■ **TASK DETAILS**
Across the listing below, state how many lines hold the string "floor"; write nothing but that number.

■ **DATA LISTING**
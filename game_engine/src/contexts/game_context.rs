//! A single room: an ordered table of keyed events.

use serde::{Deserialize, Deserializer, Serialize, Serializer};
use std::collections::BTreeMap;
use std::str::FromStr;
use thiserror::Error;
use tracing::debug;

use crate::error::{GameError, GameResult};
use crate::events::{Event, EventKind};

/// Identifier of an event within one context.
///
/// Ids are unique per context only; a foreign event is addressed by the
/// `(context id, event id)` pair. On the wire an id is its decimal string.
#[derive(Debug, Clone, Copy, PartialEq, Eq, Hash, PartialOrd, Ord)]
pub struct EventId(pub u64);

impl EventId {
    /// Largest id a context hands out or accepts from a document.
    pub const MAX: EventId = EventId(i64::MAX as u64);
}

/// A string that is not the canonical decimal form of an event id.
#[derive(Debug, Clone, PartialEq, Eq, Error)]
#[error("invalid event id: {0:?}")]
pub struct ParseEventIdError(pub String);

impl std::fmt::Display for EventId {
    fn fmt(&self, f: &mut std::fmt::Formatter<'_>) -> std::fmt::Result {
        write!(f, "{}", self.0)
    }
}

impl FromStr for EventId {
    type Err = ParseEventIdError;

    /// Only plain digits without leading zeros, so every id has one spelling.
    fn from_str(s: &str) -> Result<Self, Self::Err> {
        let invalid = || ParseEventIdError(s.to_string());
        let digits_only = !s.is_empty() && s.bytes().all(|b| b.is_ascii_digit());
        if !digits_only || (s.len() > 1 && s.starts_with('0')) {
            return Err(invalid());
        }
        s.parse().map(EventId).map_err(|_| invalid())
    }
}

impl Serialize for EventId {
    fn serialize<S: Serializer>(&self, serializer: S) -> Result<S::Ok, S::Error> {
        serializer.collect_str(self)
    }
}

impl<'de> Deserialize<'de> for EventId {
    fn deserialize<D: Deserializer<'de>>(deserializer: D) -> Result<Self, D::Error> {
        let raw = String::deserialize(deserializer)?;
        raw.parse().map_err(<D::Error as serde::de::Error>::custom)
    }
}

/// An event together with the input that triggers it.
#[derive(Debug, Clone, PartialEq)]
pub struct EventEntry {
    pub key: String,
    pub event: Event,
}

impl EventEntry {
    /// The variant tag, fixed for the lifetime of the entry.
    pub fn kind(&self) -> EventKind {
        self.event.kind()
    }
}

/// A room of the world.
#[derive(Debug, Clone, Default, PartialEq)]
pub struct GameContext {
    events: BTreeMap<EventId, EventEntry>,

    /// Next id to hand out. Never decreases, so removed ids are not reused.
    next_id: u64,
}

impl GameContext {
    pub fn new() -> Self {
        Self::default()
    }

    /// Rebuild a context from saved entries, keeping ids monotonic.
    pub(crate) fn from_parts(
        events: BTreeMap<EventId, EventEntry>,
        next_id: u64,
    ) -> GameResult<Self> {
        let exhausted = || GameError::MalformedDocument("event id space exhausted".to_string());
        let floor = match events.keys().next_back() {
            Some(id) => id.0.checked_add(1).ok_or_else(exhausted)?,
            None => 0,
        };
        let next_id = next_id.max(floor);
        if next_id > EventId::MAX.0 {
            return Err(exhausted());
        }
        Ok(Self { events, next_id })
    }

    /// Add an event under a trigger key.
    ///
    /// Returns the id assigned to it.
    pub fn add_event(&mut self, key: impl Into<String>, event: impl Into<Event>) -> EventId {
        let id = EventId(self.next_id);
        // Loaded counters are capped at EventId::MAX, far below u64::MAX.
        self.next_id = self.next_id.saturating_add(1);

        let entry = EventEntry {
            key: key.into(),
            event: event.into(),
        };
        debug!(event = %id, key = %entry.key, kind = %entry.kind(), "event added");
        self.events.insert(id, entry);
        id
    }

    /// Remove an event, returning it if it was present.
    pub fn remove_event(&mut self, id: EventId) -> Option<EventEntry> {
        self.events.remove(&id)
    }

    pub fn get(&self, id: EventId) -> Option<&EventEntry> {
        self.events.get(&id)
    }

    pub fn get_mut(&mut self, id: EventId) -> Option<&mut EventEntry> {
        self.events.get_mut(&id)
    }

    /// Iterate over entries in id order.
    pub fn events(&self) -> impl Iterator<Item = (EventId, &EventEntry)> {
        self.events.iter().map(|(id, entry)| (*id, entry))
    }

    /// Ids of enabled events keyed on `input`, in id order.
    pub fn matching(&self, input: &str) -> Vec<EventId> {
        self.events
            .iter()
            .filter(|(_, entry)| entry.key == input && entry.event.enable())
            .map(|(id, _)| *id)
            .collect()
    }

    /// Trigger keys of all enabled events, in id order.
    pub fn enabled_keys(&self) -> Vec<&str> {
        self.events
            .values()
            .filter(|entry| entry.event.enable())
            .map(|entry| entry.key.as_str())
            .collect()
    }

    pub fn next_id(&self) -> EventId {
        EventId(self.next_id)
    }

    pub fn len(&self) -> usize {
        self.events.len()
    }

    pub fn is_empty(&self) -> bool {
        self.events.is_empty()
    }
}

#[cfg(test)]
mod tests {
    use super::*;
    use crate::events::{MoveEvent, TextEvent};

    #[test]
    fn test_add_event_assigns_sequential_ids() {
        let mut gc = GameContext::new();

        let a = gc.add_event("hello", TextEvent::new("Hello!"));
        let b = gc.add_event("goodbye", TextEvent::new("Goodbye!"));

        assert_eq!(a, EventId(0));
        assert_eq!(b, EventId(1));
        assert_eq!(gc.get(b).unwrap().key, "goodbye");
        assert_eq!(gc.get(b).unwrap().kind(), EventKind::Text);
    }

    #[test]
    fn test_ids_not_reused_after_removal() {
        let mut gc = GameContext::new();

        gc.add_event("a", TextEvent::new("a"));
        let b = gc.add_event("b", TextEvent::new("b"));
        assert!(gc.remove_event(b).is_some());

        let c = gc.add_event("c", TextEvent::new("c"));
        assert_eq!(c, EventId(2));
        assert_eq!(gc.len(), 2);
    }

    #[test]
    fn test_remove_missing_event() {
        let mut gc = GameContext::new();
        assert!(gc.remove_event(EventId(4)).is_none());
    }

    #[test]
    fn test_id_order_is_numeric() {
        let mut gc = GameContext::new();
        for i in 0..12 {
            gc.add_event(format!("k{i}"), TextEvent::new("x"));
        }

        let ids: Vec<_> = gc.events().map(|(id, _)| id.0).collect();
        assert_eq!(ids, (0..12).collect::<Vec<_>>());
    }

    #[test]
    fn test_matching_skips_disabled() {
        let mut gc = GameContext::new();
        let first = gc.add_event("look", TextEvent::new("A"));
        gc.add_event("look", Event::from(TextEvent::new("B")).with_enable(false));
        gc.add_event("north", MoveEvent::new("garden"));
        let last = gc.add_event("look", TextEvent::new("C"));

        assert_eq!(gc.matching("look"), vec![first, last]);
        assert!(gc.matching("south").is_empty());
        assert_eq!(gc.enabled_keys(), ["look", "north", "look"]);
    }

    #[test]
    fn test_from_parts_keeps_counter_ahead() {
        let mut events = BTreeMap::new();
        events.insert(
            EventId(5),
            EventEntry {
                key: "x".into(),
                event: TextEvent::new("x").into(),
            },
        );

        assert_eq!(GameContext::from_parts(events.clone(), 0).unwrap().next_id(), EventId(6));
        assert_eq!(GameContext::from_parts(events, 9).unwrap().next_id(), EventId(9));
        assert_eq!(GameContext::from_parts(BTreeMap::new(), 0).unwrap().next_id(), EventId(0));
    }

    #[test]
    fn test_from_parts_rejects_exhausted_counter() {
        let entry = EventEntry {
            key: "x".into(),
            event: TextEvent::new("x").into(),
        };

        let mut top = BTreeMap::new();
        top.insert(EventId(u64::MAX), entry.clone());
        assert!(matches!(
            GameContext::from_parts(top, 0),
            Err(GameError::MalformedDocument(_))
        ));

        assert!(matches!(
            GameContext::from_parts(BTreeMap::new(), u64::MAX),
            Err(GameError::MalformedDocument(_))
        ));

        let mut last = BTreeMap::new();
        last.insert(EventId(EventId::MAX.0 - 1), entry);
        let mut gc = GameContext::from_parts(last, 0).unwrap();
        assert_eq!(gc.add_event("y", TextEvent::new("y")), EventId::MAX);
    }

    #[test]
    fn test_event_id_canonical_form() {
        assert_eq!("0".parse::<EventId>().unwrap(), EventId(0));
        assert_eq!("42".parse::<EventId>().unwrap(), EventId(42));

        for raw in ["", "01", "00", "+1", "-1", " 1", "1.0", "18446744073709551616"] {
            assert_eq!(
                raw.parse::<EventId>(),
                Err(ParseEventIdError(raw.to_string())),
                "{raw:?} should not parse"
            );
        }
    }

    #[test]
    fn test_event_id_serde() {
        assert_eq!(serde_json::to_string(&EventId(12)).unwrap(), "\"12\"");
        assert_eq!(serde_json::from_str::<EventId>("\"7\"").unwrap(), EventId(7));
        assert!(serde_json::from_str::<EventId>("\"seven\"").is_err());
        assert!(serde_json::from_str::<EventId>("\"07\"").is_err());
    }
}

■ **EXERCISE SOLUTION**
2